• **DATA PROVIDED**:
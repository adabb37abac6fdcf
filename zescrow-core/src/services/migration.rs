//! Migration service - manages database schema migrations
//!
//! Migrations are SQL files embedded at compile time. Each applied
//! migration is recorded in `sys_migrations`, so running twice is a no-op.
//! The escrow store and the event log each bring their own migration set.

use anyhow::{Context, Result};
use duckdb::Connection;

use crate::migrations::MIGRATIONS;

const BOOTSTRAP: &str = "000_migrations.sql";

/// Result of running migrations
#[derive(Debug)]
pub struct MigrationResult {
    /// Names of newly applied migrations
    pub applied: Vec<String>,
    /// Count of migrations that were already applied
    pub already_applied: usize,
}

/// Service for managing database migrations
pub struct MigrationService<'a> {
    conn: &'a Connection,
    migrations: &'static [(&'static str, &'static str)],
}

impl<'a> MigrationService<'a> {
    /// Migration service for the escrow schema
    pub fn new(conn: &'a Connection) -> Self {
        Self::with_migrations(conn, MIGRATIONS)
    }

    pub fn with_migrations(
        conn: &'a Connection,
        migrations: &'static [(&'static str, &'static str)],
    ) -> Self {
        Self { conn, migrations }
    }

    /// Apply everything not yet recorded, bootstrapping `sys_migrations` first
    pub fn run_pending(&self) -> Result<MigrationResult> {
        let mut newly_applied = Vec::new();

        if !self.migrations_table_exists()? {
            if let Some((name, sql)) = self.migrations.iter().find(|(n, _)| *n == BOOTSTRAP) {
                self.apply(name, sql)?;
                newly_applied.push(name.to_string());
            }
        }

        let applied_set = self.get_applied()?;
        let already_applied = applied_set.len() - newly_applied.len();

        for (name, sql) in self.migrations.iter() {
            if *name == BOOTSTRAP || applied_set.iter().any(|a| a == name) {
                continue;
            }
            self.apply(name, sql)?;
            newly_applied.push(name.to_string());
        }

        Ok(MigrationResult {
            applied: newly_applied,
            already_applied,
        })
    }

    fn apply(&self, name: &str, sql: &str) -> Result<()> {
        self.conn
            .execute_batch(sql)
            .with_context(|| format!("Migration {} failed", name))?;
        self.conn.execute(
            "INSERT INTO sys_migrations (migration_name) VALUES (?)",
            [name],
        )?;
        Ok(())
    }

    fn migrations_table_exists(&self) -> Result<bool> {
        let count: i64 = self.conn.query_row(
            "SELECT COUNT(*) FROM information_schema.tables WHERE table_name = 'sys_migrations'",
            [],
            |row| row.get(0),
        )?;
        Ok(count > 0)
    }

    /// Get list of already applied migration names
    pub fn get_applied(&self) -> Result<Vec<String>> {
        let mut stmt = self
            .conn
            .prepare("SELECT migration_name FROM sys_migrations ORDER BY migration_name")?;
        let names = stmt
            .query_map([], |row| row.get::<_, String>(0))?
            .collect::<duckdb::Result<Vec<_>>>()?;
        Ok(names)
    }

    /// Get list of pending migration names
    pub fn get_pending(&self) -> Result<Vec<String>> {
        let applied = if self.migrations_table_exists()? {
            self.get_applied()?
        } else {
            Vec::new()
        };
        Ok(self
            .migrations
            .iter()
            .filter(|(name, _)| !applied.iter().any(|a| a == name))
            .map(|(name, _)| name.to_string())
            .collect())
    }
}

• **EXERCISE**: Lines of the listing above that include the string "duckdb" should each be copied.

• **SOLUTION FOR THIS TASK**:
use duckdb::Connection;
            .collect::<duckdb::Result<Vec<_>>>()?;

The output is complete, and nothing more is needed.